## WHAT YOU HAVE TO DO
Beginning at the line that contains "available() & tier.bit() != 0", transcribe every line up to the last one in the material below. Include no other lines.
====
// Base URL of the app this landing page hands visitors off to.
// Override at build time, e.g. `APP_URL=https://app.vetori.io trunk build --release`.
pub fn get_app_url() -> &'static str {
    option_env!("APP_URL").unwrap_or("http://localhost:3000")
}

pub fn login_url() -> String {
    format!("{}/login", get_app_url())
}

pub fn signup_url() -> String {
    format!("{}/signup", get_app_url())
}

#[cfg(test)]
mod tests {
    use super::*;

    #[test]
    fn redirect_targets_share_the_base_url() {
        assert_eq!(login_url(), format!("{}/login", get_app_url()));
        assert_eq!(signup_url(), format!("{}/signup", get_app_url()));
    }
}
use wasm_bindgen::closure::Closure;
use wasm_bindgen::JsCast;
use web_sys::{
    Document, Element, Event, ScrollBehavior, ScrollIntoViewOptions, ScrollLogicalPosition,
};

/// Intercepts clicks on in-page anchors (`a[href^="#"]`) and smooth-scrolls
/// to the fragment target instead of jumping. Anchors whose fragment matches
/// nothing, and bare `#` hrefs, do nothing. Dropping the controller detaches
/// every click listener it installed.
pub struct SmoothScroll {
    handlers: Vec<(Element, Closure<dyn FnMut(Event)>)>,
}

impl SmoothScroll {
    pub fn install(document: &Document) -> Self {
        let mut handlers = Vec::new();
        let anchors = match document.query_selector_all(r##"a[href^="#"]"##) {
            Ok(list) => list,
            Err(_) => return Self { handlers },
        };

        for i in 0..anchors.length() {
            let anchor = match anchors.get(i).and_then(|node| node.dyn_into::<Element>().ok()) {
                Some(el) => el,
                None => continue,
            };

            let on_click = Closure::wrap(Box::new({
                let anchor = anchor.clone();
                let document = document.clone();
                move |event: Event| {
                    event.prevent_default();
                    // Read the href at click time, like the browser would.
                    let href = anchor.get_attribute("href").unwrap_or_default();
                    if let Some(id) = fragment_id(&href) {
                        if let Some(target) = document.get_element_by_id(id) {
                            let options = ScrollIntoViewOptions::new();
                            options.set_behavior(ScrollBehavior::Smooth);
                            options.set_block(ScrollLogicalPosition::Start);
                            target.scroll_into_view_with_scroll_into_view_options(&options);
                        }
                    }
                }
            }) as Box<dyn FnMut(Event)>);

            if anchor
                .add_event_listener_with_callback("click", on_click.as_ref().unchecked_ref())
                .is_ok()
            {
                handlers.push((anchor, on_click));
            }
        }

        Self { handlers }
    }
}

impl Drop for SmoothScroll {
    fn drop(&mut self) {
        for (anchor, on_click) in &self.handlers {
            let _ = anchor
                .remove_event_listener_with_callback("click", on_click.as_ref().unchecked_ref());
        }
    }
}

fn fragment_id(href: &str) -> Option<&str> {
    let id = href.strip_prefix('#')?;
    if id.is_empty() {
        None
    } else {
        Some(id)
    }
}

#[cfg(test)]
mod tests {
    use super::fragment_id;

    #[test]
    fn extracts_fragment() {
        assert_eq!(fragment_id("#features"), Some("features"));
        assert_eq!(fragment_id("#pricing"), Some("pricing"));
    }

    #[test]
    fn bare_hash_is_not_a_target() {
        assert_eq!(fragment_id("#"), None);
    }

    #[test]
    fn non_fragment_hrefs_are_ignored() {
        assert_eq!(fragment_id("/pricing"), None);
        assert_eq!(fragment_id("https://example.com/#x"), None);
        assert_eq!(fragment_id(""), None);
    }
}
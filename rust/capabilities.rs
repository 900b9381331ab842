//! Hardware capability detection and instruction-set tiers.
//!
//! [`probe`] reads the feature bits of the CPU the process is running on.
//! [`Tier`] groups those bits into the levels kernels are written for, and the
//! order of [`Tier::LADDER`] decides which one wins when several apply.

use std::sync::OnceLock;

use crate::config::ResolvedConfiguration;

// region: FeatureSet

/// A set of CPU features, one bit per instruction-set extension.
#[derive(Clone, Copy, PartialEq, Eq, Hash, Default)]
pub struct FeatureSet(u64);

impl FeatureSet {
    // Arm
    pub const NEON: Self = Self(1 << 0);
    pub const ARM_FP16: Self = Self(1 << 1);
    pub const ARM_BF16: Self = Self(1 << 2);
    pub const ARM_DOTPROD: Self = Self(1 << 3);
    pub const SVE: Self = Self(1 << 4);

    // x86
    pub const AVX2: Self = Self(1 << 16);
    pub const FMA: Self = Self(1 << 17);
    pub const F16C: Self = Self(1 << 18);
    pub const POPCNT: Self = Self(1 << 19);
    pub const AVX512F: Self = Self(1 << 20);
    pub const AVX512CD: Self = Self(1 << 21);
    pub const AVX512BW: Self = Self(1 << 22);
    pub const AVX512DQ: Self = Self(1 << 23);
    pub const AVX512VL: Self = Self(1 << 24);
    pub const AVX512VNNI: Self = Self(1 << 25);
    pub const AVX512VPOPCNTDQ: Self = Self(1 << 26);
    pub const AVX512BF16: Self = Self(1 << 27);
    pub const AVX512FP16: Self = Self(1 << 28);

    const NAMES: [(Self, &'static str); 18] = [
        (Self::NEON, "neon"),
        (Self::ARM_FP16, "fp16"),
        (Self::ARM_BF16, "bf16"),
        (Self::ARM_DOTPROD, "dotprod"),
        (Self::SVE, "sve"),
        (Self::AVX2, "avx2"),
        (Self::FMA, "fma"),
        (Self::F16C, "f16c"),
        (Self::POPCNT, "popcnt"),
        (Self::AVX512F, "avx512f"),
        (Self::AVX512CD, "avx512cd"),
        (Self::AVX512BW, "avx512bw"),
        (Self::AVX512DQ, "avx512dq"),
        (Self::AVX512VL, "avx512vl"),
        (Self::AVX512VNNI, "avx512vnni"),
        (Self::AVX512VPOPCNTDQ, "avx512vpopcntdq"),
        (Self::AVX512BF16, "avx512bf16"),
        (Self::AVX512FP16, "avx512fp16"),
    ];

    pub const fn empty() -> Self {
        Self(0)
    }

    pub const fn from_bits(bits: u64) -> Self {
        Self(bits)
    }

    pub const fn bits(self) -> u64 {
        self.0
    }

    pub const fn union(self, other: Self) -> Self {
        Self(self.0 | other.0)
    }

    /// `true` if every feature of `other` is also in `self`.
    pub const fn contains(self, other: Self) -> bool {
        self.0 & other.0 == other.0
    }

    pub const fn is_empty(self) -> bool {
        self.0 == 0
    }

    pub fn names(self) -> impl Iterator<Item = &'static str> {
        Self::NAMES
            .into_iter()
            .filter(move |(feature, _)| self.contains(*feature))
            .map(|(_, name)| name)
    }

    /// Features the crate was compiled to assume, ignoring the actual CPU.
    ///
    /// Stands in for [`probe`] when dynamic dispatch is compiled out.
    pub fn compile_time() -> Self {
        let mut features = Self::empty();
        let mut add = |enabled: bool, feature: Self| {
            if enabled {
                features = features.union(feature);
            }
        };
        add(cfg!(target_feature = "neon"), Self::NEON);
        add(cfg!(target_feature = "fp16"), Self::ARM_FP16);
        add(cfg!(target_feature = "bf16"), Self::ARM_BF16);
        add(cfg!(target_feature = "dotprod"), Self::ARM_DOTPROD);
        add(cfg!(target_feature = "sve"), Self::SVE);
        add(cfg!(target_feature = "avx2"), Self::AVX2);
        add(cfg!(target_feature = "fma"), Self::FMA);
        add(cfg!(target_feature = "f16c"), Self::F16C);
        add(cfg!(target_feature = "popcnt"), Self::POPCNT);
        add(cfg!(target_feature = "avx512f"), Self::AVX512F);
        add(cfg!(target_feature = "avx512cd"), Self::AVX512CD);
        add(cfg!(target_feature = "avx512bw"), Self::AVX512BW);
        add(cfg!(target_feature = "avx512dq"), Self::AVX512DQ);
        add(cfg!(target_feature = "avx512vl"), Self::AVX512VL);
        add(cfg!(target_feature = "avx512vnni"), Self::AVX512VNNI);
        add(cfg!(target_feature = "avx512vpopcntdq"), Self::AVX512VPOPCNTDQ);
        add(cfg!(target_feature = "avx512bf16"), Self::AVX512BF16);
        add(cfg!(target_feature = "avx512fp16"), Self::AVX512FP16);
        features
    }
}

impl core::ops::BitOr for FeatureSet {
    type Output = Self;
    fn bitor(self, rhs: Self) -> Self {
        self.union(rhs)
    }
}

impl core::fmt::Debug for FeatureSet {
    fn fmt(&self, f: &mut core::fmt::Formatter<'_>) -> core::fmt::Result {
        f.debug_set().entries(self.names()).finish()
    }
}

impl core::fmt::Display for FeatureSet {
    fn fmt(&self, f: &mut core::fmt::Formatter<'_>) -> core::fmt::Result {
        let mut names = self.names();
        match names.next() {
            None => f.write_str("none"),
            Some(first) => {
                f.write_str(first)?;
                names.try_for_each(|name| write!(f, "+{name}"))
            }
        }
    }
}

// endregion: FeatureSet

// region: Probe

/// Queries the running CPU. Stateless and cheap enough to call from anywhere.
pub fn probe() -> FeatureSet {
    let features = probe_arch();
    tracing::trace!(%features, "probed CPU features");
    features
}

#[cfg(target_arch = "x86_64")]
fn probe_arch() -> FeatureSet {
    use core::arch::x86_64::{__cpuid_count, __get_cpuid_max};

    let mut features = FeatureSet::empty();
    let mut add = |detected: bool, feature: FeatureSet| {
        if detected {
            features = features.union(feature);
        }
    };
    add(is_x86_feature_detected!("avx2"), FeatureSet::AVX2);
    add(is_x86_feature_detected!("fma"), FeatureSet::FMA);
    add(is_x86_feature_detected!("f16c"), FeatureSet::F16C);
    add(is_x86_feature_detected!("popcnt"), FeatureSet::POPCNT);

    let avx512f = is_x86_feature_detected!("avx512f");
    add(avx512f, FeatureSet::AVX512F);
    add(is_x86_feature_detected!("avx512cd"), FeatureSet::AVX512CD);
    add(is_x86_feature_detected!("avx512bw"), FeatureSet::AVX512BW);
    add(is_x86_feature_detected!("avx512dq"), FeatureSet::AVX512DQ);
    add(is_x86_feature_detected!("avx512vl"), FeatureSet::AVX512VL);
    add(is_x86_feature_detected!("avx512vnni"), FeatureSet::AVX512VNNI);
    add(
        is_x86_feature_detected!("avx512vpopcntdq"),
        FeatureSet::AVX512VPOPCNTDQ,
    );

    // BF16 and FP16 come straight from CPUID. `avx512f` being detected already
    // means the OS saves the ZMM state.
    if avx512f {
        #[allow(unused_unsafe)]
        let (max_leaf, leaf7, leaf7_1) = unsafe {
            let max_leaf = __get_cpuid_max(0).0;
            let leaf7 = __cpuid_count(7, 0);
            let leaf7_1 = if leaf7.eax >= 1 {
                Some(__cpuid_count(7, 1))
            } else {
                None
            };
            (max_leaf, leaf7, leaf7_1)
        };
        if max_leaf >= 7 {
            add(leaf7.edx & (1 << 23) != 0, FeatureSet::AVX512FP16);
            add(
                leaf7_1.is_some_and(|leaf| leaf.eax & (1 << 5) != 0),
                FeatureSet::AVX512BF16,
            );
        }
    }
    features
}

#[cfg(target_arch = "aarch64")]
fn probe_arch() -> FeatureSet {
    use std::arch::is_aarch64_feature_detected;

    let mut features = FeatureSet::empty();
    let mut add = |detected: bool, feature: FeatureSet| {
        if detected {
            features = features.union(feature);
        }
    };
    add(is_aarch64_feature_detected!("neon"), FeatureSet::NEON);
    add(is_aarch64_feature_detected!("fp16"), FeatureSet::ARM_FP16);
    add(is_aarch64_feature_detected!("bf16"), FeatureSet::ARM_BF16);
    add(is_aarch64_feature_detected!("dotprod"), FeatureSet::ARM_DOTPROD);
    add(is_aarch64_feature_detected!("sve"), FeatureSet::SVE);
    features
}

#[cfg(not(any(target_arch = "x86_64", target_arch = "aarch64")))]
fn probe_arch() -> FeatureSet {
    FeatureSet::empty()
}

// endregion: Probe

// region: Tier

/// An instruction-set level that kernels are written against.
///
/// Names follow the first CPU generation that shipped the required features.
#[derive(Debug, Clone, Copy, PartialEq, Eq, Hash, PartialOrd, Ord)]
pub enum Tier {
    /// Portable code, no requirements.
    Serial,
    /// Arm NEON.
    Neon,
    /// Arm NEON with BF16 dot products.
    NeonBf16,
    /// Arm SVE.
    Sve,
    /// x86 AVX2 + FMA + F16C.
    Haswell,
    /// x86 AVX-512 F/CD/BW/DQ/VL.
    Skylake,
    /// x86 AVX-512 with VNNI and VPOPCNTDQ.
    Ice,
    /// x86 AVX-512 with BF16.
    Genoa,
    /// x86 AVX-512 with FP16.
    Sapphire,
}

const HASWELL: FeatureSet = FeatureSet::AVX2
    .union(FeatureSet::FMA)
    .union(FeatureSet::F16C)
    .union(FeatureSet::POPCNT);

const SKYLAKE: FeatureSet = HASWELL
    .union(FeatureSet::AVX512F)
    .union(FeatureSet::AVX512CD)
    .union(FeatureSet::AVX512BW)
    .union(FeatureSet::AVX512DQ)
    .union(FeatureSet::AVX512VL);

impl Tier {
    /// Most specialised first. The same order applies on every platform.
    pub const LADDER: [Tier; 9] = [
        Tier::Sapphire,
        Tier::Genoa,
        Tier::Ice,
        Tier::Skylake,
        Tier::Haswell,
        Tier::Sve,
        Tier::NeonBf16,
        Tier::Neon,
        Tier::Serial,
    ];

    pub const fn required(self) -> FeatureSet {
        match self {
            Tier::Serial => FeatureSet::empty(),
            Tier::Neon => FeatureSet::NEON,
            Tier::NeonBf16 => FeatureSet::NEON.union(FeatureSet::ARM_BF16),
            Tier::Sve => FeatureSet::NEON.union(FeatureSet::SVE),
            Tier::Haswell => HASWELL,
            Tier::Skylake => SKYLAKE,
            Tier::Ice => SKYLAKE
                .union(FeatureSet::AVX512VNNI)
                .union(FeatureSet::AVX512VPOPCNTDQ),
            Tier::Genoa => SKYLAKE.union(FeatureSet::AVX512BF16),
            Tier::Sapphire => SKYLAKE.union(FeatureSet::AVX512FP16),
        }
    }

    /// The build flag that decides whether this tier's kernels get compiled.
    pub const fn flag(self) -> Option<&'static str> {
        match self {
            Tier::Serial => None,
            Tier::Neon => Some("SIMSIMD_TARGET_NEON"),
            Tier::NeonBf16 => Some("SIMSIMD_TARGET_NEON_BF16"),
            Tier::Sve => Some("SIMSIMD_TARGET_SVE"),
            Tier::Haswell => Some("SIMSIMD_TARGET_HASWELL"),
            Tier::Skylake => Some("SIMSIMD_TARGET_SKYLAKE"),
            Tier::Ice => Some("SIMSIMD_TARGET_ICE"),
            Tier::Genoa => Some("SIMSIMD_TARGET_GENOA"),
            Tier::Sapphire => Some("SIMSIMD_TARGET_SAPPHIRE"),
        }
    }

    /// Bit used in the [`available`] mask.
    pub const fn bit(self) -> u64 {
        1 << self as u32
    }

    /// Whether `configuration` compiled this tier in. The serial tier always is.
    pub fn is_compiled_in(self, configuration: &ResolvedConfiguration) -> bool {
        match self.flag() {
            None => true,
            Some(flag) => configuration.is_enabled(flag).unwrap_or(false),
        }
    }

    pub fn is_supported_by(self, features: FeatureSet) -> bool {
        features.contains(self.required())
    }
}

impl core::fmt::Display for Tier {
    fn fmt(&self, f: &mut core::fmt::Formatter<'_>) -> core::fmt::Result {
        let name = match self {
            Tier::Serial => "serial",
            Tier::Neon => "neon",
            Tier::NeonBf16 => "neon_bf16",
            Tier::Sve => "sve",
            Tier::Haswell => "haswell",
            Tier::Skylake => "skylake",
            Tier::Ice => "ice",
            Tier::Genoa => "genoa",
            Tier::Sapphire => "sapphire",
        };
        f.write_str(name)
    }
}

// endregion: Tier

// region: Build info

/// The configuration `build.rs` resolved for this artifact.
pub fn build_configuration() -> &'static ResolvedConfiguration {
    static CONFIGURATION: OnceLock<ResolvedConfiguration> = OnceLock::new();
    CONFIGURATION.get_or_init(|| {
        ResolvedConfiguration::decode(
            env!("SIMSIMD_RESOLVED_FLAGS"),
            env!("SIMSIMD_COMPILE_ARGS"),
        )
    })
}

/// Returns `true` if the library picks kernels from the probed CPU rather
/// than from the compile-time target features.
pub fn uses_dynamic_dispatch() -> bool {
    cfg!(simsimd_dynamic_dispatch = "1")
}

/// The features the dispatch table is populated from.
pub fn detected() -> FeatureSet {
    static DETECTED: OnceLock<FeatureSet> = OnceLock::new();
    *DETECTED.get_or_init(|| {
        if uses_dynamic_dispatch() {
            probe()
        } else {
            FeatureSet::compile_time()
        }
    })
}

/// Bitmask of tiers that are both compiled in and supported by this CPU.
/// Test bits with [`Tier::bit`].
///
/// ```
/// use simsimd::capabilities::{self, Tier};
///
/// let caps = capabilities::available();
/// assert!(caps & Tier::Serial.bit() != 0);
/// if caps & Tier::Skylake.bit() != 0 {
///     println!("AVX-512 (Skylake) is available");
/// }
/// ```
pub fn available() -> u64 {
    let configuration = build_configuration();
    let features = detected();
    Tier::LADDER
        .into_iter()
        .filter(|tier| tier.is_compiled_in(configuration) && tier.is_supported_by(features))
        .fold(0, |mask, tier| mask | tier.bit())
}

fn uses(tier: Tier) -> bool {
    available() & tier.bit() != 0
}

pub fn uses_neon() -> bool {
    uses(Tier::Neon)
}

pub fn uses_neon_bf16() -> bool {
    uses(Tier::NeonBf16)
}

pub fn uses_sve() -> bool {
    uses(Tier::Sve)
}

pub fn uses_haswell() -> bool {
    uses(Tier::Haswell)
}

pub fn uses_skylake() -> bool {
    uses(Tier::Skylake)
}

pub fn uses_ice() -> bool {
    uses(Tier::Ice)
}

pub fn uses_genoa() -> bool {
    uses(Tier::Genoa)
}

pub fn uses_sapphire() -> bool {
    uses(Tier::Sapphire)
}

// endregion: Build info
====
## TASK SOLUTION
    available() & tier.bit() != 0
}

pub fn uses_neon() -> bool {
    uses(Tier::Neon)
}

pub fn uses_neon_bf16() -> bool {
    uses(Tier::NeonBf16)
}

pub fn uses_sve() -> bool {
    uses(Tier::Sve)
}

pub fn uses_haswell() -> bool {
    uses(Tier::Haswell)
}

pub fn uses_skylake() -> bool {
    uses(Tier::Skylake)
}

pub fn uses_ice() -> bool {
    uses(Tier::Ice)
}

pub fn uses_genoa() -> bool {
    uses(Tier::Genoa)
}

pub fn uses_sapphire() -> bool {
    uses(Tier::Sapphire)
}

// endregion: Build info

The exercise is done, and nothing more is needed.